Der maronitische Patriarch Kardinal Bechara Butros Rai rief am Montag (Ortszeit) von Brasilien aus die Staaten der Welt zur Mithilfe bei der Freilassung der beiden in Syrien verschleppten Bischöfe auf. Die internationale Gemeinschaft müsse „den Krieg, den Terrorismus und die Gewalt im Nahen Osten“ beenden, verlangte er nach Angaben der staatlichen libanesischen Nachrichtenagentur NNA bei einem Besuch der maronitischen Diaspora in Südamerika.

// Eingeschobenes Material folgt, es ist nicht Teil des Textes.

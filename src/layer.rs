use std::sync::atomic::{AtomicU64, Ordering};
use std::sync::Arc;
use tracing::field::{Field, Visit};
use tracing::{Event, Subscriber};
use tracing_subscriber::layer::{Context, Layer};
use tracing_subscriber::registry::LookupSpan;

use crate::level::Level;
use crate::pipeline::Pipeline;
use crate::value::LogValue;

/// Events from this crate are never forwarded, so a pipeline that reports
/// through `tracing` cannot feed on itself.
const OWN_TARGET: &str = "log_pipeline";

/// `tracing_subscriber` layer that forwards events into a [`Pipeline`].
///
/// The event target becomes the logger category and event fields become
/// named record arguments, appended to the message as `key={key}`
/// placeholders so text formatters show them.
pub struct PipelineLayer {
    pipeline: Arc<Pipeline>,
    /// Total events seen by the layer.
    pub total_events: Arc<AtomicU64>,
    /// Events handed to a logger.
    pub forwarded_events: Arc<AtomicU64>,
    /// Events below the pipeline level or emitted by this crate.
    pub skipped_events: Arc<AtomicU64>,
}

impl PipelineLayer {
    pub fn new(pipeline: Arc<Pipeline>) -> Self {
        Self {
            pipeline,
            total_events: Arc::new(AtomicU64::new(0)),
            forwarded_events: Arc::new(AtomicU64::new(0)),
            skipped_events: Arc::new(AtomicU64::new(0)),
        }
    }
}

impl<S> Layer<S> for PipelineLayer
where
    S: Subscriber + for<'span> LookupSpan<'span>,
{
    fn on_event(&self, event: &Event<'_>, _ctx: Context<'_, S>) {
        self.total_events.fetch_add(1, Ordering::Relaxed);
        let meta = event.metadata();
        if meta.target().starts_with(OWN_TARGET) {
            self.skipped_events.fetch_add(1, Ordering::Relaxed);
            return;
        }
        let level = Level::from(meta.level());
        let logger = self.pipeline.logger(meta.target());
        if !logger.is_enabled(level) {
            self.skipped_events.fetch_add(1, Ordering::Relaxed);
            return;
        }

        let mut fields = Vec::new();
        let mut message: Option<String> = None;
        event.record(&mut FieldVisitor {
            fields: &mut fields,
            message: &mut message,
        });

        let mut template = escape_braces(message.as_deref().unwrap_or_default());
        for (name, _) in &fields {
            if !template.is_empty() {
                template.push(' ');
            }
            template.push_str(&format!("{name}={{{name}}}"));
        }
        logger.log_named(level, &template, fields);
        self.forwarded_events.fetch_add(1, Ordering::Relaxed);
    }
}

fn escape_braces(text: &str) -> String {
    text.replace('{', "{{").replace('}', "}}")
}

pub struct FieldVisitor<'a> {
    pub fields: &'a mut Vec<(String, LogValue)>,
    pub message: &'a mut Option<String>,
}

impl FieldVisitor<'_> {
    fn insert(&mut self, field: &Field, value: LogValue) {
        self.fields.push((field.name().to_string(), value));
    }
}

impl Visit for FieldVisitor<'_> {
    fn record_str(&mut self, field: &Field, value: &str) {
        if field.name() == "message" {
            *self.message = Some(value.to_string());
        } else {
            self.insert(field, LogValue::from(value));
        }
    }

    fn record_i64(&mut self, field: &Field, value: i64) {
        self.insert(field, LogValue::from(value));
    }

    fn record_u64(&mut self, field: &Field, value: u64) {
        self.insert(field, LogValue::from(value));
    }

    fn record_f64(&mut self, field: &Field, value: f64) {
        self.insert(field, LogValue::from(value));
    }

    fn record_bool(&mut self, field: &Field, value: bool) {
        self.insert(field, LogValue::from(value));
    }

    fn record_error(&mut self, field: &Field, value: &(dyn std::error::Error + 'static)) {
        self.insert(field, LogValue::from(value.to_string()));
    }

    fn record_debug(&mut self, field: &Field, value: &dyn std::fmt::Debug) {
        if field.name() == "message" {
            *self.message = Some(format!("{:?}", value));
        } else {
            self.insert(field, LogValue::from(format!("{:?}", value)));
        }
    }
}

Der maronitische Patriarch Kardinal Bechara Butros Rai

APA/EPA/Horacio Villalobos

Der maronitische Patriarch Kardinal Bechara Butros Rai

„Zwei Erzbischöfe zu entführen, hat mit politischen Erwägungen nichts zu tun“, sagte der libanesische Kardinal. Er besuchte laut deutscher katholischer Nachrichtenagentur KNA die maronitischen Gemeinden in Südbrasilien und Uruguay.

Schicksal weiter unklar

Das Schicksal des syrisch-orthodoxen Metropoliten Mar Gregorios Johanna Ibrahim und des griechisch-orthodoxen Erzbischofs Bulos Jasidschi ist unterdessen weiter unklar. Die beiden waren am 22. April nahe Aleppo von Bewaffneten verschleppt worden. Bei dem Überfall wurde der Fahrer der beiden getötet. Laut der syrisch-orthodoxen Diözese soll es sich bei den Entführern um Tschetschenen im Sold der islamistischen Al-Nusra-Front handeln.

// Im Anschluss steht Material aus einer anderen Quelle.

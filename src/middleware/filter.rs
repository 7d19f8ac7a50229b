//! Built-in filter middleware.

use std::collections::HashSet;

use super::FilterMiddleware;
use crate::level::Level;
use crate::record::LogRecord;

/// Admits everything.
#[derive(Debug, Clone, Copy, Default)]
pub struct AllowAll;

impl FilterMiddleware for AllowAll {
    fn admit(&self, _sink_kind: &str, _record: &LogRecord) -> bool {
        true
    }
}

/// Admits nothing.
#[derive(Debug, Clone, Copy, Default)]
pub struct DenyAll;

impl FilterMiddleware for DenyAll {
    fn admit(&self, _sink_kind: &str, _record: &LogRecord) -> bool {
        false
    }
}

/// Per-sink level floor, applied on top of the pipeline's global gate.
#[derive(Debug, Clone, Copy)]
pub struct MinLevelFilter(pub Level);

impl FilterMiddleware for MinLevelFilter {
    fn admit(&self, _sink_kind: &str, record: &LogRecord) -> bool {
        record.level.passes(self.0)
    }
}

/// Rejects every record bound for one of the listed sink kinds.
#[derive(Debug, Clone, Default)]
pub struct KindFilter {
    rejected: HashSet<String>,
}

impl KindFilter {
    pub fn rejecting<I, S>(kinds: I) -> Self
    where
        I: IntoIterator<Item = S>,
        S: Into<String>,
    {
        Self {
            rejected: kinds.into_iter().map(Into::into).collect(),
        }
    }
}

impl FilterMiddleware for KindFilter {
    fn admit(&self, sink_kind: &str, _record: &LogRecord) -> bool {
        !self.rejected.contains(sink_kind)
    }
}

/// Admits only categories starting with one of the given prefixes.
#[derive(Debug, Clone, Default)]
pub struct CategoryPrefixFilter {
    prefixes: Vec<String>,
}

impl CategoryPrefixFilter {
    pub fn new<I, S>(prefixes: I) -> Self
    where
        I: IntoIterator<Item = S>,
        S: Into<String>,
    {
        Self {
            prefixes: prefixes.into_iter().map(Into::into).collect(),
        }
    }
}

impl FilterMiddleware for CategoryPrefixFilter {
    fn admit(&self, _sink_kind: &str, record: &LogRecord) -> bool {
        self.prefixes.iter().any(|prefix| record.category.starts_with(prefix.as_str()))
    }
}

#[cfg(test)]
mod tests {
    use super::*;

    fn record(level: Level, category: &str) -> LogRecord {
        LogRecord::new(level, category, "msg")
    }

    #[test]
    fn min_level_uses_the_same_gate_as_loggers() {
        let filter = MinLevelFilter(Level::Warn);
        assert!(!filter.admit("any", &record(Level::Info, "c")));
        assert!(filter.admit("any", &record(Level::Warn, "c")));
        assert!(filter.admit("any", &record(Level::Fatal, "c")));
    }

    #[test]
    fn kind_filter_only_rejects_listed_kinds() {
        let filter = KindFilter::rejecting(["X"]);
        assert!(!filter.admit("X", &record(Level::Info, "c")));
        assert!(filter.admit("Y", &record(Level::Info, "c")));
    }

    #[test]
    fn category_prefix() {
        let filter = CategoryPrefixFilter::new(["app::db", "app::http"]);
        assert!(filter.admit("k", &record(Level::Info, "app::db::pool")));
        assert!(!filter.admit("k", &record(Level::Info, "app::cache")));
    }

    #[test]
    fn closures_are_filters() {
        let only_errors = |_: &str, r: &LogRecord| r.level >= Level::Error;
        let filter: &dyn FilterMiddleware = &only_errors;
        assert!(filter.admit("k", &record(Level::Error, "c")));
        assert!(!filter.admit("k", &record(Level::Info, "c")));
    }
}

In einem Interview mit dem Stuttgarter Radiosender SWR wies der Salzburger Kirchenhistoriker und Vorsitzende der westösterreichischen Pro-Oriente-Sektion, Dietmar Winkler, darauf hin, dass Metropolit Mar Gregorios weltweit als Mann des Dialogs bekannt und vernetzt sei, weshalb „es völlig untypisch“ sei, dass er sich nicht meldete.

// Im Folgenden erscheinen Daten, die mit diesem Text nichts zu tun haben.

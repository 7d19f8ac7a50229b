//! The four stage kinds that make up a sink's delivery chain.
//!
//! ```text
//! Logger ─▶ Execution ─▶ Filter ─▶ Collect ─▶ Sink.log(batch) ─▶ Format (lazy)
//! ```
//!
//! Each sink binding owns one instance of every stage. Instances are built
//! by name through the [`catalog::MiddlewareCatalog`] and swapped at runtime
//! when the registry changes.

pub mod catalog;
pub mod collect;
pub mod execution;
pub mod filter;
pub mod format;

use serde::{Deserialize, Serialize};
use std::fmt;
use std::panic::{catch_unwind, AssertUnwindSafe};
use std::sync::Arc;
use std::time::Duration;
use tokio::runtime::Handle;

use crate::error::{ErrorSink, PipelineError};
use crate::record::LogRecord;

pub use self::format::FormatOverrides;

/// Unit of work handed to an execution middleware.
pub type Action = Box<dyn FnOnce() + Send + 'static>;

/// Decides on which thread, and when, a dispatch runs.
pub trait ExecutionMiddleware: Send + Sync {
    fn execute(&self, action: Action);

    /// Block until every action accepted so far has run.
    fn flush(&self);

    /// Drain and stop. Actions submitted afterwards run on the caller's
    /// thread.
    fn dispose(&self);
}

/// Batches records on their way to the sink.
pub trait CollectMiddleware: Send + Sync {
    fn accept(&self, record: Arc<LogRecord>);

    /// Block until every record accepted so far has been delivered.
    fn flush(&self);

    /// Deliver what is pending and stop. Records accepted afterwards are
    /// delivered immediately on the caller's thread.
    fn dispose(&self);
}

/// Per-sink admission decision.
pub trait FilterMiddleware: Send + Sync {
    fn admit(&self, sink_kind: &str, record: &LogRecord) -> bool;
}

impl<F> FilterMiddleware for F
where
    F: Fn(&str, &LogRecord) -> bool + Send + Sync,
{
    fn admit(&self, sink_kind: &str, record: &LogRecord) -> bool {
        self(sink_kind, record)
    }
}

/// Renders a record to text.
pub trait FormatMiddleware: Send + Sync {
    fn render(&self, record: &LogRecord) -> String;
}

/// Receiving end of a collect middleware: the sink plus its formatter.
pub trait BatchTarget: Send + Sync {
    fn deliver(&self, batch: Vec<Arc<LogRecord>>);
}

#[derive(Debug, Clone, Copy, PartialEq, Eq, Hash, Serialize, Deserialize)]
#[serde(rename_all = "lowercase")]
pub enum Stage {
    Execution,
    Collect,
    Filter,
    Format,
}

impl Stage {
    pub const ALL: [Stage; 4] = [Stage::Execution, Stage::Collect, Stage::Filter, Stage::Format];

    pub fn as_str(self) -> &'static str {
        match self {
            Stage::Execution => "execution",
            Stage::Collect => "collect",
            Stage::Filter => "filter",
            Stage::Format => "format",
        }
    }

    /// Middleware name used for a sink with no explicit configuration.
    pub fn default_middleware(self) -> &'static str {
        match self {
            Stage::Execution => catalog::SYNC,
            Stage::Collect => catalog::PASS_THROUGH,
            Stage::Filter => catalog::ALLOW_ALL,
            Stage::Format => catalog::TEXT,
        }
    }
}

impl fmt::Display for Stage {
    fn fmt(&self, f: &mut fmt::Formatter<'_>) -> fmt::Result {
        f.write_str(self.as_str())
    }
}

/// Everything a middleware factory may need to build an instance.
#[derive(Clone)]
pub struct MiddlewareContext {
    /// Name of the sink the middleware is built for.
    pub sink_name: String,
    /// Pipeline runtime used for pooled drains and timers.
    pub runtime: Handle,
    pub errors: Arc<ErrorSink>,
    /// Period of the timer-triggered queue.
    pub timer_period: Duration,
    pub overrides: Arc<FormatOverrides>,
}

/// Run an action, turning a panic into an [`ErrorSink`] report.
pub(crate) fn run_guarded(errors: &ErrorSink, context: &str, action: Action) {
    if let Err(payload) = catch_unwind(AssertUnwindSafe(action)) {
        errors.handle(PipelineError::from_panic(context, payload));
    }
}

Lage in Syrien „völlig unübersichtlich“

Das zeige auch, dass die Lage in Syrien völlig unübersichtlich sei. Auch bei der Opposition wisse man nicht immer, wer mit und wer gegen wen kämpft. Das führe zu „größter Sorge“ um die beiden entführten Metropoliten: „Wenn man jemanden entführt, dann stellt man früher oder später Forderungen. Das ist bisher offenbar nicht geschehen.“

Man müsse auch erkennen, dass der Konflikt in Syrien längst nicht einfach nur ein Bürgerkrieg sei, sondern einen religiösen Hintergrund habe, unterstrich Winkler. Allerdings handle es sich in erster Linie um einen innermuslimschen Hintergrund, es gehe um die Auseinandersetzung zwischen Sunniten und Schiiten.

Christen zwischen den Fronten

In Syrien sei eine schiitische Abspaltung - die Alawiten - an der Macht gewesen, so der Kirchenhistoriker. Der schiitische Iran wolle sich als Regionalmacht positionieren und über Irak, Syrien und die libanesische schiitische Hisbollah den Zugang zum Mittelmeer freihalten. Die sunnitischen arabischen Staaten würden dem entgegenhalten, vor allem Saudi-Arabien, von wo aus muslimische Kämpfer - „Dschihadisten“ - finanziert würden.

Der syrisch-orthodoxe Metropolit von Aleppo, Mar Gregorios Yohanna Ibrahim

Kathbild/Franz Josef Rupprecht

Mar Gregorios Johanna Ibrahim

„Die Christen geraten hierbei zwischen die Fronten. Und mit der Entführung der prominenten Bischöfe hat dies eine neue Dimension erreicht“, so Winkler. Die Flüchtlingsströme von Muslimen und Christen aus Syrien seien bereits jetzt enorm, vor allem in den benachbarten Libanon, dessen Aufnahmekapazitäten am Limit sind.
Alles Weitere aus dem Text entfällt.